Por otra parte, el consejero de Vivienda madrileño también ha censurado que el plan favorece la financiación estatal a las comunidades autónomas si se declaran zonas tensionadas -un extremo al que se han negado siempre en la Puerta del Sol-, de tal forma que «o haces lo que el Gobierno quiere, o no hay dinero». Así, ha denunciado que «se penaliza a las comunidades que no siguen la línea ideológica, limitando su acceso a la financiación».

Rodrigo también ha criticado que la iniciativa llega tarde -«han perdido prácticamente un año en su tramitación»-, en un momento en el que el problema de la vivienda «es urgente».

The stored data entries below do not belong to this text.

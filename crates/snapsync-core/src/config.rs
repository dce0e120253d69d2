use config::{Config, ConfigError, Environment, File as ConfigFile};
use serde::Deserialize;

#[derive(Debug, Clone, Deserialize)]
pub struct AppConfig {
    pub api_base_url: String,
    pub api_token: String,
    #[serde(default = "default_page_size")]
    pub page_size: u32,
    #[serde(default = "default_database_path")]
    pub database_path: String,
    #[serde(default = "default_media_root")]
    pub media_root: String,
    #[serde(default = "default_download_images")]
    pub download_images: bool,
}

fn default_page_size() -> u32 {
    10
}

fn default_database_path() -> String {
    "snapsync.db".to_string()
}

fn default_media_root() -> String {
    "media".to_string()
}

fn default_download_images() -> bool {
    true
}

/// Load configuration from an optional `Config.toml` plus `SNAPSYNC_*`
/// environment variables. Base URL and token have no defaults; a missing
/// value is a load error, not a runtime panic.
pub fn load_configuration() -> Result<AppConfig, ConfigError> {
    let builder = Config::builder()
        .add_source(ConfigFile::with_name("Config").required(false))
        .add_source(Environment::with_prefix("SNAPSYNC"))
        .build()?;
    builder.try_deserialize::<AppConfig>()
}

#[cfg(test)]
mod tests {
    use super::*;

    #[test]
    fn test_defaults_fill_optional_fields() {
        let config: AppConfig = serde_json::from_value(serde_json::json!({
            "api_base_url": "https://api.example.com/v2",
            "api_token": "secret",
        }))
        .unwrap();
        assert_eq!(config.page_size, 10);
        assert_eq!(config.database_path, "snapsync.db");
        assert_eq!(config.media_root, "media");
        assert!(config.download_images);
    }

    #[test]
    fn test_missing_token_is_an_error() {
        let result: Result<AppConfig, _> = serde_json::from_value(serde_json::json!({
            "api_base_url": "https://api.example.com/v2",
        }));
        assert!(result.is_err());
    }
}
pub mod types;

use std::time::Duration;

use serde::de::DeserializeOwned;
use tracing::{debug, error};

use crate::config::AppConfig;
use crate::error::Error;
pub use types::{FileDetail, FileListPage, FileSummary};

/// Request timeout for list/detail calls. The remote service is slow under
/// load; retries live in the asset downloader, never here.
const REQUEST_TIMEOUT: Duration = Duration::from_secs(90);

/// Read-only access to the remote inspection API.
///
/// The sync engine only depends on this trait; the reqwest-backed
/// [`ApiClient`] is the production implementation and tests substitute fakes.
pub trait RemoteApi {
    fn fetch_file_list(&self, page: u32, page_size: u32) -> Result<FileListPage, Error>;
    fn fetch_file_detail(&self, remote_id: i64) -> Result<FileDetail, Error>;
}

/// Blocking HTTP client for the remote API. Holds the base URL and the static
/// access token; attaches the token to every request as a query parameter.
pub struct ApiClient {
    base_url: String,
    token: String,
    client: reqwest::blocking::Client,
}

impl ApiClient {
    pub fn new(base_url: &str, token: &str) -> Result<Self, Error> {
        let client = reqwest::blocking::Client::builder()
            .timeout(REQUEST_TIMEOUT)
            .build()?;
        Ok(Self {
            base_url: base_url.trim_end_matches('/').to_string(),
            token: token.to_string(),
            client,
        })
    }

    pub fn from_config(config: &AppConfig) -> Result<Self, Error> {
        Self::new(&config.api_base_url, &config.api_token)
    }

    fn get_json<T: DeserializeOwned>(
        &self,
        url: &str,
        query: &[(&str, String)],
    ) -> Result<T, Error> {
        debug!("GET {}", url);
        let response = self
            .client
            .get(url)
            .query(&[("token", self.token.as_str())])
            .query(query)
            .send()
            .map_err(|err| {
                error!("Request to {} failed: {}", url, err);
                err
            })?;

        let status = response.status();
        if !status.is_success() {
            error!("Request to {} returned HTTP {}", url, status);
            return Err(Error::RemoteStatus {
                status: status.as_u16(),
                url: url.to_string(),
            });
        }

        Ok(response.json()?)
    }
}

impl RemoteApi for ApiClient {
    fn fetch_file_list(&self, page: u32, page_size: u32) -> Result<FileListPage, Error> {
        let url = format!("{}/files", self.base_url);
        self.get_json(
            &url,
            &[("page", page.to_string()), ("limit", page_size.to_string())],
        )
    }

    fn fetch_file_detail(&self, remote_id: i64) -> Result<FileDetail, Error> {
        let url = format!("{}/files/{}", self.base_url, remote_id);
        self.get_json(&url, &[])
    }
}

Otra de las cuestiones incluidas en el texto que ha aprobado hoy el Consejo de Ministros es que el Estado asumirá el 60 % de la inversión prevista, mientras que las comunidades autónomas aportarán el 40 % restante. Pero, para el Ejecutivo regional, esta financiación directamente es «inviable».

«El Estado dice que aporta el 60 %, pero obliga a las comunidades autónomas a multiplicar por seis su esfuerzo», ha lamentado, al tiempo que ha vaticinado que parte de ese dinero no estará garantizado, puesto que «parte de unos Presupuestos que no existen».

Por otra parte, también ha puesto el foco en que el plan «pretende controlar los datos del mercado del alquiler, concentrando toda la información en el Ministerio», de tal manera que habrá «menos transparencia, menos pluralidad y más riesgo de manipulación».

Frente a estos postulados, el responsable de la Vivienda en Madrid ha ahondado en que el Gobierno liderado por Díaz Ayuso defiende «otra cosa»: «Defendemos respetar las competencias autonómicas, el aumento de la oferta de vivienda, la no intervención en el mercado y la colaboración con el sector privado para generar vivienda asequible», en definitiva, «un modelo que permita a las familias prosperar y no defender permanentemente de la Administración».

«El problema de la vivienda no se soluciona con imposiciones ni con control político, se soluciona con más oferta, más seguridad jurídica y cooperación real», ha zanjado.